Exceptions to any security policy must be formally requested, documented, and approved. Exception requests must include a business justification, a risk assessment of the exception, proposed compensating controls, and a defined expiration date. Exceptions are approved by the InfoSec team lead and, where the associated risk is elevated, by executive leadership. All active exceptions are tracked and reviewed quarterly.

7. Compliance Obligations

Legal and Regulatory Requirements

InContext Solutions identifies, documents, and monitors compliance with all applicable legal, regulatory, and contractual requirements, including:

  • General Data Protection Regulation (GDPR) — for processing of personal data relating to EU/EEA individuals.
  • California Consumer Privacy Act (CCPA) / CPRA — for processing of personal information of California residents.
  • SOC 2 Type II — adherence to trust services criteria for security, availability, processing integrity, confidentiality, and privacy.
  • Contractual obligations — client-specific security requirements, data processing agreements, and service level commitments.
  • Industry standards — alignment with ISO/IEC 27001, NIST Cybersecurity Framework, and other recognized frameworks as applicable.

Compliance Monitoring

The InfoSec team maintains a compliance obligations register and conducts periodic assessments to verify adherence. Compliance gaps are documented, assigned remediation owners, and tracked to resolution.

Internal Audit Program

InContext Solutions operates an internal audit program that evaluates the effectiveness of information security controls, the adequacy of the ISMS, and conformance with this policy and subordinate policies. Audit findings are reported to executive leadership, and corrective actions are tracked through the risk register. Refer to the Security Incident Response Policy for audit-related incident escalation.

8. Security Organization

Roles and Responsibilities

RoleResponsibilities
Executive LeadershipApprove policy, allocate resources, set risk appetite, oversee security posture
InfoSec Team LeadDirect ISMS operations, report to executives, approve exceptions, lead incident response
InfoSec Team MembersConduct risk assessments, manage controls, monitor threats, deliver training
Department Heads / Asset OwnersClassify assets, enforce policy within departments, accept residual risk
IT OperationsImplement technical controls, maintain infrastructure security, support incident response
Human ResourcesEnforce personnel security, manage onboarding/offboarding security requirements
All PersonnelComply with policies, complete training, report incidents

Incident Escalation Path

Security incidents are escalated according to the severity framework defined in the Security Incident Response Policy. Critical and high-severity incidents are escalated immediately to the InfoSec team lead and executive leadership. All incidents are documented, investigated, and resolved in accordance with established incident response procedures.

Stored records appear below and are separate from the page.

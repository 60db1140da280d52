//! CLI command implementations.
//!
//! Each command returns the text to print so it can be checked without a
//! terminal.

pub mod cart;
pub mod catalog;
pub mod orders;
pub mod session;

use std::path::PathBuf;
use std::sync::Arc;

use pharmacart_core::{KeyValueStore, StorageError};
use pharmacart_storefront::config::{ConfigError, StorefrontConfig};
use pharmacart_storefront::storage::FileStorage;
use thiserror::Error;

/// Errors raised before a command runs.
#[derive(Debug, Error)]
pub enum CommandError {
    #[error("configuration error: {0}")]
    Config(#[from] ConfigError),

    #[error("storage error: {0}")]
    Storage(#[from] StorageError),
}

/// Open the storage file named on the command line, or the configured one.
///
/// # Errors
///
/// Returns an error if the environment is misconfigured or the file cannot be
/// opened.
pub fn open_storage(path: Option<PathBuf>) -> Result<Arc<dyn KeyValueStore>, CommandError> {
    let path = match path {
        Some(path) => path,
        None => StorefrontConfig::from_env()?.storage_path,
    };
    tracing::debug!(path = %path.display(), "Opening storage");
    Ok(Arc::new(FileStorage::open(path)?))
}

Cross-Functional Security Coordination

The InfoSec team coordinates with IT Operations, Engineering, Human Resources, Legal, and business unit leadership to ensure that security considerations are integrated into technology decisions, organizational changes, vendor relationships, and product development. Regular cross-functional meetings are held to review emerging risks, planned changes, and security program status.

9. Communication and Awareness

Policy Communication

This policy and all subordinate security policies are communicated to all personnel upon hire and whenever material updates are made. Policies are accessible through the company's internal documentation systems. All personnel are required to acknowledge their understanding of and commitment to comply with applicable security policies.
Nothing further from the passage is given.